RECORD EXCERPTS Start Marker

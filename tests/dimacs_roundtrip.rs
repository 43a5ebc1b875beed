use maxmatch::{GraphLoader, GraphWriter, Matcher};

#[test]
fn graph_round_trip_is_lossless() {
    let input = "c example instance\n\
                 p edge 6 7\n\
                 e 1 2\n\
                 e 2 3\n\
                 e 3 1\n\
                 e 4 5\n\
                 e 5 6\n\
                 e 6 4\n\
                 e 1 4\n";

    let graph = GraphLoader::from_dimacs_str(input).expect("load original");
    let emitted = GraphWriter::graph_to_dimacs_string(&graph).expect("serialize");
    let round_trip = GraphLoader::from_dimacs_str(&emitted).expect("reload");

    assert_eq!(graph, round_trip);
}

#[test]
fn round_trip_preserves_parallel_edges() {
    let input = "p edge 3 4\ne 1 2\ne 1 2\ne 2 3\ne 2 3\n";

    let graph = GraphLoader::from_dimacs_str(input).expect("load original");
    let emitted = GraphWriter::graph_to_dimacs_string(&graph).expect("serialize");
    let round_trip = GraphLoader::from_dimacs_str(&emitted).expect("reload");

    assert_eq!(graph, round_trip);
    assert_eq!(round_trip.num_edges(), 4);
}

#[test]
fn matching_output_reloads_as_a_graph() {
    let input = "p edge 4 3\ne 1 2\ne 2 3\ne 3 4\n";
    let graph = GraphLoader::from_dimacs_str(input).expect("load graph");
    let matching = Matcher::default().compute_matching(&graph);

    let emitted = GraphWriter::matching_to_dimacs_string(&matching).expect("serialize matching");
    let reloaded = GraphLoader::from_dimacs_str(&emitted).expect("reload matching");

    assert_eq!(reloaded.num_nodes(), 4);
    assert_eq!(reloaded.num_edges(), matching.cardinality());
    assert_eq!(reloaded.edges(), matching.edges.as_slice());
}

#[test]
fn emitted_matching_has_exact_shape() {
    let input = "p edge 4 2\ne 1 2\ne 3 4\n";
    let graph = GraphLoader::from_dimacs_str(input).expect("load graph");
    let matching = Matcher::default().compute_matching(&graph);

    let emitted = GraphWriter::matching_to_dimacs_string(&matching).expect("serialize matching");
    let mut lines = emitted.lines();

    assert_eq!(lines.next(), Some("p edge 4 2"));
    let mut edge_lines: Vec<&str> = lines.collect();
    edge_lines.sort_unstable();
    assert_eq!(edge_lines, vec!["e 1 2", "e 3 4"]);
    assert!(emitted.ends_with('\n'));
    assert!(!emitted.contains("\n\n"));
}
pub mod disjoint;
pub mod graph;
pub mod matching;
pub mod verify;

pub use disjoint::DisjointSets;
pub use graph::{construction::GraphLoader, model::Graph, model::NodeId, serialization::GraphWriter};
pub use matching::{maximum_matching, Matcher, MatcherConfig, Matching};
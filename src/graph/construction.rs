use std::fs::File;
use std::io::{BufRead, BufReader, Read};
use std::path::Path;

use anyhow::{anyhow, bail, Context, Result};
use log::warn;

use crate::graph::model::Graph;

/// Loader for graphs in the DIMACS edge-list format.
///
/// The format is line-oriented ASCII: `c` lines are comments, a single
/// `p edge <nodes> <edges>` header declares the graph size, and `e <v> <w>`
/// lines add edges with 1-based endpoints. Unknown lines are tolerated with
/// a warning; malformed headers and edge lines are load errors.
#[derive(Debug, Default)]
pub struct GraphLoader;

impl GraphLoader {
    /// Parse DIMACS text from a string.
    pub fn from_dimacs_str(input: &str) -> Result<Graph> {
        let mut parser = Parser::default();
        for (idx, line) in input.lines().enumerate() {
            parser.consume_line(line, idx + 1)?;
        }
        parser.finish()
    }

    /// Read DIMACS text from a reader.
    pub fn from_reader<R: Read>(reader: R) -> Result<Graph> {
        let mut parser = Parser::default();
        for (idx, line) in BufReader::new(reader).lines().enumerate() {
            let line = line.with_context(|| format!("read DIMACS line {}", idx + 1))?;
            parser.consume_line(&line, idx + 1)?;
        }
        parser.finish()
    }

    /// Load a DIMACS graph from a file.
    pub fn from_path(path: &Path) -> Result<Graph> {
        let file = File::open(path).with_context(|| format!("open DIMACS file {:?}", path))?;
        Self::from_reader(file)
    }
}

#[derive(Debug, Default)]
struct Parser {
    graph: Graph,
    header_seen: bool,
}

impl Parser {
    fn consume_line(&mut self, line: &str, number: usize) -> Result<()> {
        let line = line.trim_end_matches('\r');
        if line.is_empty() {
            return Ok(());
        }

        if let Some(rest) = line.strip_prefix("e ") {
            self.consume_edge(rest, number)
        } else if line.starts_with('c') {
            Ok(())
        } else if let Some(rest) = line.strip_prefix("p edge ") {
            self.consume_header(rest, number)
        } else {
            warn!("Ignoring unknown DIMACS line {}: '{}'", number, line);
            Ok(())
        }
    }

    fn consume_header(&mut self, rest: &str, number: usize) -> Result<()> {
        if self.header_seen {
            bail!("line {}: duplicate 'p edge' header", number);
        }

        let mut fields = rest.split_whitespace();
        let nodes = parse_field(fields.next(), "node count", number)?;
        let edges = parse_field(fields.next(), "edge count", number)?;

        self.graph.reset(nodes);
        self.graph.reserve_edges(edges);
        self.header_seen = true;
        Ok(())
    }

    fn consume_edge(&mut self, rest: &str, number: usize) -> Result<()> {
        if !self.header_seen {
            bail!("line {}: edge before 'p edge' header", number);
        }

        // Fields beyond the two endpoints are ignored; some DIMACS dialects
        // carry edge weights there.
        let mut fields = rest.split_whitespace();
        let v = parse_field(fields.next(), "edge endpoint", number)?;
        let w = parse_field(fields.next(), "edge endpoint", number)?;

        if v == 0 || w == 0 {
            bail!("line {}: zero vertex id in edge specification", number);
        }
        if v > self.graph.num_nodes() || w > self.graph.num_nodes() {
            bail!(
                "line {}: vertex id out of bounds in edge specification ({} nodes declared)",
                number,
                self.graph.num_nodes()
            );
        }

        // DIMACS ids are 1-based, internal ids 0-based.
        self.graph.add_edge(v - 1, w - 1);
        Ok(())
    }

    fn finish(self) -> Result<Graph> {
        if !self.header_seen {
            bail!("missing 'p edge' header");
        }
        Ok(self.graph)
    }
}

fn parse_field(field: Option<&str>, what: &str, number: usize) -> Result<usize> {
    let field = field.ok_or_else(|| anyhow!("line {}: missing {}", number, what))?;
    field
        .parse()
        .with_context(|| format!("line {}: invalid {} '{}'", number, what, field))
}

RECORD EXCERPTS End Marker

▸ GOAL OF THE EXERCISE:
All the records above need to be restated exactly, line by line.

▸ SOLUTION TO THE PROBLEM:
filename tests/dimacs_roundtrip.rs
repository 43a5ebc1b875beed
use maxmatch::{GraphLoader, GraphWriter, Matcher};

#[test]
fn graph_round_trip_is_lossless() {
    let input = "c example instance\n\
                 p edge 6 7\n\
                 e 1 2\n\
                 e 2 3\n\
                 e 3 1\n\
                 e 4 5\n\
                 e 5 6\n\
                 e 6 4\n\
                 e 1 4\n";

    let graph = GraphLoader::from_dimacs_str(input).expect("load original");
    let emitted = GraphWriter::graph_to_dimacs_string(&graph).expect("serialize");
    let round_trip = GraphLoader::from_dimacs_str(&emitted).expect("reload");

    assert_eq!(graph, round_trip);
}

#[test]
fn round_trip_preserves_parallel_edges() {
    let input = "p edge 3 4\ne 1 2\ne 1 2\ne 2 3\ne 2 3\n";

    let graph = GraphLoader::from_dimacs_str(input).expect("load original");
    let emitted = GraphWriter::graph_to_dimacs_string(&graph).expect("serialize");
    let round_trip = GraphLoader::from_dimacs_str(&emitted).expect("reload");

    assert_eq!(graph, round_trip);
    assert_eq!(round_trip.num_edges(), 4);
}

#[test]
fn matching_output_reloads_as_a_graph() {
    let input = "p edge 4 3\ne 1 2\ne 2 3\ne 3 4\n";
    let graph = GraphLoader::from_dimacs_str(input).expect("load graph");
    let matching = Matcher::default().compute_matching(&graph);

    let emitted = GraphWriter::matching_to_dimacs_string(&matching).expect("serialize matching");
    let reloaded = GraphLoader::from_dimacs_str(&emitted).expect("reload matching");

    assert_eq!(reloaded.num_nodes(), 4);
    assert_eq!(reloaded.num_edges(), matching.cardinality());
    assert_eq!(reloaded.edges(), matching.edges.as_slice());
}

#[test]
fn emitted_matching_has_exact_shape() {
    let input = "p edge 4 2\ne 1 2\ne 3 4\n";
    let graph = GraphLoader::from_dimacs_str(input).expect("load graph");
    let matching = Matcher::default().compute_matching(&graph);

    let emitted = GraphWriter::matching_to_dimacs_string(&matching).expect("serialize matching");
    let mut lines = emitted.lines();

    assert_eq!(lines.next(), Some("p edge 4 2"));
    let mut edge_lines: Vec<&str> = lines.collect();
    edge_lines.sort_unstable();
    assert_eq!(edge_lines, vec!["e 1 2", "e 3 4"]);
    assert!(emitted.ends_with('\n'));
    assert!(!emitted.contains("\n\n"));
}
pub mod disjoint;
pub mod graph;
pub mod matching;
pub mod verify;

pub use disjoint::DisjointSets;
pub use graph::{construction::GraphLoader, model::Graph, model::NodeId, serialization::GraphWriter};
pub use matching::{maximum_matching, Matcher, MatcherConfig, Matching};
filename src/graph/construction.rs
use std::fs::File;
use std::io::{BufRead, BufReader, Read};
use std::path::Path;

use anyhow::{anyhow, bail, Context, Result};
use log::warn;

use crate::graph::model::Graph;

/// Loader for graphs in the DIMACS edge-list format.
///
/// The format is line-oriented ASCII: `c` lines are comments, a single
/// `p edge <nodes> <edges>` header declares the graph size, and `e <v> <w>`
/// lines add edges with 1-based endpoints. Unknown lines are tolerated with
/// a warning; malformed headers and edge lines are load errors.
#[derive(Debug, Default)]
pub struct GraphLoader;

impl GraphLoader {
    /// Parse DIMACS text from a string.
    pub fn from_dimacs_str(input: &str) -> Result<Graph> {
        let mut parser = Parser::default();
        for (idx, line) in input.lines().enumerate() {
            parser.consume_line(line, idx + 1)?;
        }
        parser.finish()
    }

    /// Read DIMACS text from a reader.
    pub fn from_reader<R: Read>(reader: R) -> Result<Graph> {
        let mut parser = Parser::default();
        for (idx, line) in BufReader::new(reader).lines().enumerate() {
            let line = line.with_context(|| format!("read DIMACS line {}", idx + 1))?;
            parser.consume_line(&line, idx + 1)?;
        }
        parser.finish()
    }

    /// Load a DIMACS graph from a file.
    pub fn from_path(path: &Path) -> Result<Graph> {
        let file = File::open(path).with_context(|| format!("open DIMACS file {:?}", path))?;
        Self::from_reader(file)
    }
}

#[derive(Debug, Default)]
struct Parser {
    graph: Graph,
    header_seen: bool,
}

impl Parser {
    fn consume_line(&mut self, line: &str, number: usize) -> Result<()> {
        let line = line.trim_end_matches('\r');
        if line.is_empty() {
            return Ok(());
        }

        if let Some(rest) = line.strip_prefix("e ") {
            self.consume_edge(rest, number)
        } else if line.starts_with('c') {
            Ok(())
        } else if let Some(rest) = line.strip_prefix("p edge ") {
            self.consume_header(rest, number)
        } else {
            warn!("Ignoring unknown DIMACS line {}: '{}'", number, line);
            Ok(())
        }
    }

    fn consume_header(&mut self, rest: &str, number: usize) -> Result<()> {
        if self.header_seen {
            bail!("line {}: duplicate 'p edge' header", number);
        }

        let mut fields = rest.split_whitespace();
        let nodes = parse_field(fields.next(), "node count", number)?;
        let edges = parse_field(fields.next(), "edge count", number)?;

        self.graph.reset(nodes);
        self.graph.reserve_edges(edges);
        self.header_seen = true;
        Ok(())
    }

    fn consume_edge(&mut self, rest: &str, number: usize) -> Result<()> {
        if !self.header_seen {
            bail!("line {}: edge before 'p edge' header", number);
        }

        // Fields beyond the two endpoints are ignored; some DIMACS dialects
        // carry edge weights there.
        let mut fields = rest.split_whitespace();
        let v = parse_field(fields.next(), "edge endpoint", number)?;
        let w = parse_field(fields.next(), "edge endpoint", number)?;

        if v == 0 || w == 0 {
            bail!("line {}: zero vertex id in edge specification", number);
        }
        if v > self.graph.num_nodes() || w > self.graph.num_nodes() {
            bail!(
                "line {}: vertex id out of bounds in edge specification ({} nodes declared)",
                number,
                self.graph.num_nodes()
            );
        }

        // DIMACS ids are 1-based, internal ids 0-based.
        self.graph.add_edge(v - 1, w - 1);
        Ok(())
    }

    fn finish(self) -> Result<Graph> {
        if !self.header_seen {
            bail!("missing 'p edge' header");
        }
        Ok(self.graph)
    }
}

fn parse_field(field: Option<&str>, what: &str, number: usize) -> Result<usize> {
    let field = field.ok_or_else(|| anyhow!("line {}: missing {}", number, what))?;
    field
        .parse()
        .with_context(|| format!("line {}: invalid {} '{}'", number, what, field))
}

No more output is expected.